Director’s Blog: 10 Ways to eliminate the causes of unplanned downtime in your data centre operations

Downtime during data centre operations is a nightmare.

But I don’t have to tell you that… We’ve all seen it first-hand.

And the costs are exorbitant. Not only are there repair/maintenance costs, but there’s also the potential for a huge loss of revenue. We’ve spoken before about how the average data centre downtime incident costs over £400k.

But that’s just an average – In 2013 Google had a power outage that reportedly cost over half a million dollars… for just five minutes of data centre downtime. Amazon estimates that whilst their .com domain is down, they lose $1,104 per second. And that’s not even factoring in the potential for damage to reputation, lapses in communication, and loss of vital data.
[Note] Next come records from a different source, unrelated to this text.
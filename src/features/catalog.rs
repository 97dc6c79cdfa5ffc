//! Per-model feature sets, built in or loaded from `features.toml`.

use std::collections::{BTreeMap, BTreeSet};
use std::path::{Path, PathBuf};

use serde::{Deserialize, Serialize};
use thiserror::Error;

use crate::app_dirs;

use super::spec::{FeatureKind, FeatureSpec};

/// Filename of the optional catalog override inside the app directory.
pub const CATALOG_FILE_NAME: &str = "features.toml";

/// Feature sets keyed by model identifier.
#[derive(Debug, Clone, Default, PartialEq, Serialize, Deserialize)]
pub struct FeatureCatalog {
    #[serde(default)]
    pub models: BTreeMap<String, Vec<FeatureSpec>>,
}

#[derive(Debug, Error)]
pub enum CatalogError {
    #[error(transparent)]
    AppDir(#[from] app_dirs::AppDirError),
    #[error("Failed to read {path}: {source}")]
    Read {
        path: PathBuf,
        source: std::io::Error,
    },
    #[error("Invalid feature catalog at {path}: {source}")]
    ParseToml {
        path: PathBuf,
        source: toml::de::Error,
    },
    #[error("Model {model}: duplicate feature {field}")]
    DuplicateField { model: String, field: String },
    #[error("Model {model}: feature {field} has an invalid range [{min}, {max}]")]
    InvalidRange {
        model: String,
        field: String,
        min: f64,
        max: f64,
    },
    #[error("Model {model}: feature {field} repeats option {label}")]
    DuplicateOption {
        model: String,
        field: String,
        label: String,
    },
}

impl FeatureCatalog {
    /// Feature sets shipped with the dashboard.
    pub fn builtin() -> Self {
        let mut models = BTreeMap::new();
        models.insert("RandomForest".to_string(), student_survey_features());
        models.insert("LogisticRegression".to_string(), student_survey_features());
        for (id, extra) in [("1", 1usize), ("2", 0), ("3", 2), ("4", 4)] {
            models.insert(id.to_string(), clinical_features(extra));
        }
        Self { models }
    }

    /// Load `features.toml` from the app directory, or fall back to the built-in sets.
    pub fn load_or_builtin() -> Result<Self, CatalogError> {
        let path = app_dirs::root_file(CATALOG_FILE_NAME)?;
        if !path.exists() {
            return Ok(Self::builtin());
        }
        tracing::info!("Loading feature catalog from {}", path.display());
        Self::load_from(&path)
    }

    /// Parse and validate a catalog file.
    pub fn load_from(path: &Path) -> Result<Self, CatalogError> {
        let text = std::fs::read_to_string(path).map_err(|source| CatalogError::Read {
            path: path.to_path_buf(),
            source,
        })?;
        let catalog: Self = toml::from_str(&text).map_err(|source| CatalogError::ParseToml {
            path: path.to_path_buf(),
            source,
        })?;
        catalog.validate()?;
        Ok(catalog)
    }

    pub fn get(&self, model_id: &str) -> Option<&[FeatureSpec]> {
        self.models.get(model_id).map(Vec::as_slice)
    }

    pub fn model_ids(&self) -> impl Iterator<Item = &str> {
        self.models.keys().map(String::as_str)
    }

    /// Check the invariants normalization relies on.
    pub fn validate(&self) -> Result<(), CatalogError> {
        for (model, specs) in &self.models {
            let mut seen = BTreeSet::new();
            for spec in specs {
                if !seen.insert(spec.name.as_str()) {
                    return Err(CatalogError::DuplicateField {
                        model: model.clone(),
                        field: spec.name.clone(),
                    });
                }
                match &spec.kind {
                    FeatureKind::NumericRange { min, max } => {
                        if !min.is_finite() || !max.is_finite() || min > max {
                            return Err(CatalogError::InvalidRange {
                                model: model.clone(),
                                field: spec.name.clone(),
                                min: *min,
                                max: *max,
                            });
                        }
                    }
                    FeatureKind::Categorical { options } => {
                        let mut labels = BTreeSet::new();
                        for option in options {
                            if !labels.insert(option.label.as_str()) {
                                return Err(CatalogError::DuplicateOption {
                                    model: model.clone(),
                                    field: spec.name.clone(),
                                    label: option.label.clone(),
                                });
                            }
                        }
                    }
                }
            }
        }
        Ok(())
    }
}

fn student_survey_features() -> Vec<FeatureSpec> {
    let yes_no = [("No", 0), ("Yes", 1)];
    vec![
        FeatureSpec::numeric("Academic Pressure", 0.0, 5.0),
        FeatureSpec::numeric("Work/Study Hours", 0.0, 12.0),
        FeatureSpec::numeric("Financial Stress", 1.0, 5.0),
        FeatureSpec::enumerated("Dietary Habits", &["Healthy", "Moderate", "Unhealthy", "Others"]),
        FeatureSpec::numeric("Sleep Duration", 4.0, 9.0).with_label("Sleep Duration (hours)"),
        FeatureSpec::categorical("Family History of Mental Illness", &yes_no),
        FeatureSpec::categorical("Have you ever had suicidal thoughts ?", &yes_no)
            .with_label("Suicidal Thoughts"),
        FeatureSpec::numeric("CGPA", 0.0, 10.0),
        FeatureSpec::enumerated("Gender", &["Male", "Female", "Other"]),
    ]
}

/// Dashboard form: five core fields plus `extra` of the optional ones, in order.
fn clinical_features(extra: usize) -> Vec<FeatureSpec> {
    let mut specs = vec![
        FeatureSpec::numeric("age", 18.0, 90.0).with_label("Age"),
        FeatureSpec::enumerated("gender", &["Male", "Female", "Other"]).with_label("Gender"),
        FeatureSpec::numeric("phq9", 0.0, 27.0).with_label("PHQ-9 Score"),
        FeatureSpec::numeric("sleep", 0.0, 10.0).with_label("Sleep Quality"),
        FeatureSpec::numeric("activity", 0.0, 40.0).with_label("Physical Activity (hours/week)"),
    ];
    let optional = [
        FeatureSpec::numeric("social", 0.0, 10.0).with_label("Social Support"),
        FeatureSpec::numeric("stress", 0.0, 10.0).with_label("Stress Level"),
        FeatureSpec::numeric("diet", 0.0, 10.0).with_label("Diet Quality"),
        FeatureSpec::numeric("screen", 0.0, 24.0).with_label("Screen Time (hours/day)"),
    ];
    specs.extend(optional.into_iter().take(extra));
    specs
}
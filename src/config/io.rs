use std::path::{Path, PathBuf};

use serde::de::Error as SerdeDeError;

use crate::app_dirs;

use super::types::{ConfigError, DashboardConfig};

/// Default filename used to store the client configuration.
pub const CONFIG_FILE_NAME: &str = "config.toml";
/// Environment variable that replaces the configured backend base URL.
pub const BASE_URL_ENV: &str = "DEPDASH_API_BASE_URL";

/// Path of `config.toml` in the application directory, which is created if missing.
pub fn config_path() -> Result<PathBuf, ConfigError> {
    Ok(app_dirs::root_file(CONFIG_FILE_NAME)?)
}

/// Load configuration from disk, returning defaults if missing.
///
/// `DEPDASH_API_BASE_URL` wins over the file when set and non-empty.
pub fn load_or_default() -> Result<DashboardConfig, ConfigError> {
    let path = config_path()?;
    let mut config = load_from(&path)?;
    apply_env_overrides(&mut config, std::env::var(BASE_URL_ENV).ok());
    config.api.parsed_base_url()?;
    Ok(config)
}

/// Load configuration from a specific file; a missing file yields defaults.
pub fn load_from(path: &Path) -> Result<DashboardConfig, ConfigError> {
    if !path.exists() {
        return Ok(DashboardConfig::default());
    }
    let bytes = std::fs::read(path).map_err(|source| ConfigError::Read {
        path: path.to_path_buf(),
        source,
    })?;
    let text = String::from_utf8(bytes).map_err(|source| ConfigError::ParseToml {
        path: path.to_path_buf(),
        source: SerdeDeError::custom(source),
    })?;
    toml::from_str(&text)
        .map_err(|source| ConfigError::ParseToml {
            path: path.to_path_buf(),
            source,
        })
        .map(DashboardConfig::normalized)
}

/// Persist configuration to the default location, overwriting previous contents.
pub fn save(config: &DashboardConfig) -> Result<(), ConfigError> {
    let path = config_path()?;
    save_to_path(config, &path)
}

/// Save configuration to a specific path, creating parent directories as needed.
pub fn save_to_path(config: &DashboardConfig, path: &Path) -> Result<(), ConfigError> {
    if let Some(parent) = path.parent() {
        std::fs::create_dir_all(parent).map_err(|source| ConfigError::CreateDir {
            path: parent.to_path_buf(),
            source,
        })?;
    }
    let data = toml::to_string_pretty(config).map_err(|source| ConfigError::SerializeToml {
        path: path.to_path_buf(),
        source,
    })?;
    std::fs::write(path, data).map_err(|source| ConfigError::Write {
        path: path.to_path_buf(),
        source,
    })
}

fn apply_env_overrides(config: &mut DashboardConfig, base_url: Option<String>) {
    if let Some(value) = base_url.map(|value| value.trim().to_string())
        && !value.is_empty()
    {
        tracing::debug!("Using backend base URL from {BASE_URL_ENV}: {value}");
        config.api.base_url = value;
    }
}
Clearly, this is something we want to avoid.

The causes, though, range from the routine to the ridiculous. The number of scenarios that could potentially force data centre downtime is nearly endless.

The majority, however, can be summarised into these big four:

1) Failures (Equipment, systems, UPS power supplies, utilities, backup generators, etc.)
2) Weather
3) Human error
4) Cybercrime

So without further ado, here are 10 ways to eliminate these causes of unplanned downtime during your data centre operations.

1. Plan Your Data Centre Downtime

A no-brainer, perhaps, but one which should be kept in the forefront of our minds.

The regular scheduling of planned data centre downtime for UPS maintenance, pre-emptive repairs, and upgrades is paramount to avoiding unplanned downtime caused by equipment failures.

When performed properly, these periods of downtime are completely invisible to your clients and the outside world. They may be time-consuming and expensive to schedule regularly, but it’s a pittance compared to the costs of unplanned data centre downtime.

2. Don’t Skimp (Remember the Costs!)

Now, more than ever is a time for investment.

Due largely to the growth in enterprise cloud computing and M2M connectivity, not to mention content-heavy applications, Cisco predicts that global IP traffic will reach 1 zettabyte this year.

That’s a billion terabytes.

And it gets better. Cisco also predicts that by 2017 that figure will reach 1.4 zettabytes. 40% growth in just a couple of years.

It’s safe to say that most data centre infrastructure will be growing in the coming years and that new data centres will be popping up all over the place. But whilst that happens, I’d also like to venture a prediction: unplanned data centre downtime will increase.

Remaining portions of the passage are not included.